(Task directions): Would you count the lines below that contain the string "Books" and reply with that number only?

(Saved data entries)
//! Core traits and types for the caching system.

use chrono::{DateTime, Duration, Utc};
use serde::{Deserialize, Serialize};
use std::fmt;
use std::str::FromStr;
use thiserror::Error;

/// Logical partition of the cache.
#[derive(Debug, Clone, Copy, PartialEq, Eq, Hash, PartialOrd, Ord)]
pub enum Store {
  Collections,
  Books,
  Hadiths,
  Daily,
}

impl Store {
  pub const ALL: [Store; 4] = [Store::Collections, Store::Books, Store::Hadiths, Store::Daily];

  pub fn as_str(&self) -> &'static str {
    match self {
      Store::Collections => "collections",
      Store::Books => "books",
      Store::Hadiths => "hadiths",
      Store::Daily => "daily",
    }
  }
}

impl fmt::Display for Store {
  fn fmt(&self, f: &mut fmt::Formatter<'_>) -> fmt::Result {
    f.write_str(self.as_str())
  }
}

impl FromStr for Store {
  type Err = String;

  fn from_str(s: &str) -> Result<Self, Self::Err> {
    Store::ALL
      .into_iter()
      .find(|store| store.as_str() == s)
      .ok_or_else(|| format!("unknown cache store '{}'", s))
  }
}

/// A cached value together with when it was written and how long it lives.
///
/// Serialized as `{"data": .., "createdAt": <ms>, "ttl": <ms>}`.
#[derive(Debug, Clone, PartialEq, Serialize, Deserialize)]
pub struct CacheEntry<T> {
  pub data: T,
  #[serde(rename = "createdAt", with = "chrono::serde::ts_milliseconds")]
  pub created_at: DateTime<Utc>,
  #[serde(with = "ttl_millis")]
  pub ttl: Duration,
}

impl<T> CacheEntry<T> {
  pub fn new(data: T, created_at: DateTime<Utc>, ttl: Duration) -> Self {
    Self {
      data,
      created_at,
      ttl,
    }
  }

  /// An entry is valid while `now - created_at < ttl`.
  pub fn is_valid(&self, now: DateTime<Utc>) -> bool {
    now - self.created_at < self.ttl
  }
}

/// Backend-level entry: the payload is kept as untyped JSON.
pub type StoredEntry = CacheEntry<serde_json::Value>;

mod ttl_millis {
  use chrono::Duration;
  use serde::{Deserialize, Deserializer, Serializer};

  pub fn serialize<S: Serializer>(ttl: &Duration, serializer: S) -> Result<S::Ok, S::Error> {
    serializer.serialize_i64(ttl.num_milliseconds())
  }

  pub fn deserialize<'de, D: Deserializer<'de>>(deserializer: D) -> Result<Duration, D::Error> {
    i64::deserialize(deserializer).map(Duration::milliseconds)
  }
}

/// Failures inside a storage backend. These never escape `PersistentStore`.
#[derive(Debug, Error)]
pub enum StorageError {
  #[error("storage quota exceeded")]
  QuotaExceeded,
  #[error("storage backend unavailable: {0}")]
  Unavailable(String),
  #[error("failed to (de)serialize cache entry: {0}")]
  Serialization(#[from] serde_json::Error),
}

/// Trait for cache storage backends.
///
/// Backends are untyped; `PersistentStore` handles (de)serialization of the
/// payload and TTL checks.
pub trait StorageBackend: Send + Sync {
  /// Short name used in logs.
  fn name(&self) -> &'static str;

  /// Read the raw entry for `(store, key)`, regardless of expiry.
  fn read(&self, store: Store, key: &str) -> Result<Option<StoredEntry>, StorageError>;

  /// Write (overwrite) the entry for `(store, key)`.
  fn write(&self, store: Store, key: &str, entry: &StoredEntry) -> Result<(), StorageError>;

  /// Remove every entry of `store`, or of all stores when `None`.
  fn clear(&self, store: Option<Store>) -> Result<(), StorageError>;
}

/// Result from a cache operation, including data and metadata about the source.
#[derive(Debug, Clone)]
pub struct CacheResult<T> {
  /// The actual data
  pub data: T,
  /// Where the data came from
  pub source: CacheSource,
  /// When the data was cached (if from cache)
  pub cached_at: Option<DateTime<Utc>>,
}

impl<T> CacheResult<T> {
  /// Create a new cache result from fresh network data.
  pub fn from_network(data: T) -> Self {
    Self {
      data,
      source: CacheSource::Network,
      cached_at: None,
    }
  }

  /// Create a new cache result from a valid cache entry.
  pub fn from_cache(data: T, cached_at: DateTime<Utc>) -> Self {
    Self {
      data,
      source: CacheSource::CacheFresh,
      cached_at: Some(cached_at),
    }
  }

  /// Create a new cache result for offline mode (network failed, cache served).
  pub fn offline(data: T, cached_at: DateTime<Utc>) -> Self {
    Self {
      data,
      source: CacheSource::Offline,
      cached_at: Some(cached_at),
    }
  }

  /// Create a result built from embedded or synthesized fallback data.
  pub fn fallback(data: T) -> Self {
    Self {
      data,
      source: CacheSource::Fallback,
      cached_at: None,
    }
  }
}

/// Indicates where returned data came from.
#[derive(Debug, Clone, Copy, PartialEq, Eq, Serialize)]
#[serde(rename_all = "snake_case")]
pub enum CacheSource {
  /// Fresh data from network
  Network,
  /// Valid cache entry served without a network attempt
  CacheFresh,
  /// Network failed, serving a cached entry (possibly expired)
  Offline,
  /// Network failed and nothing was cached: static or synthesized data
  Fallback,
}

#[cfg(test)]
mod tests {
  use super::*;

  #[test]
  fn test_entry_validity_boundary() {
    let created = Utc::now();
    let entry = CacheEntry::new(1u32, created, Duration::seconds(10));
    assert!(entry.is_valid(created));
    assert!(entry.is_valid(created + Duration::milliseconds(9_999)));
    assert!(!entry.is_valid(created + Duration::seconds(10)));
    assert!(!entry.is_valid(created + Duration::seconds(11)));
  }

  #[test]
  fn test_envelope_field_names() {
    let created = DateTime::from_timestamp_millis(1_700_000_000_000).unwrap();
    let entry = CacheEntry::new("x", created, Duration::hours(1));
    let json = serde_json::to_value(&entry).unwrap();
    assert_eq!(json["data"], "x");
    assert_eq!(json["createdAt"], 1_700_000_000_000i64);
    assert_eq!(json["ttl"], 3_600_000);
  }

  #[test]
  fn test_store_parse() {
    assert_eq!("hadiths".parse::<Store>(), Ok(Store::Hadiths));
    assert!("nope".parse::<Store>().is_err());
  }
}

(Result): 3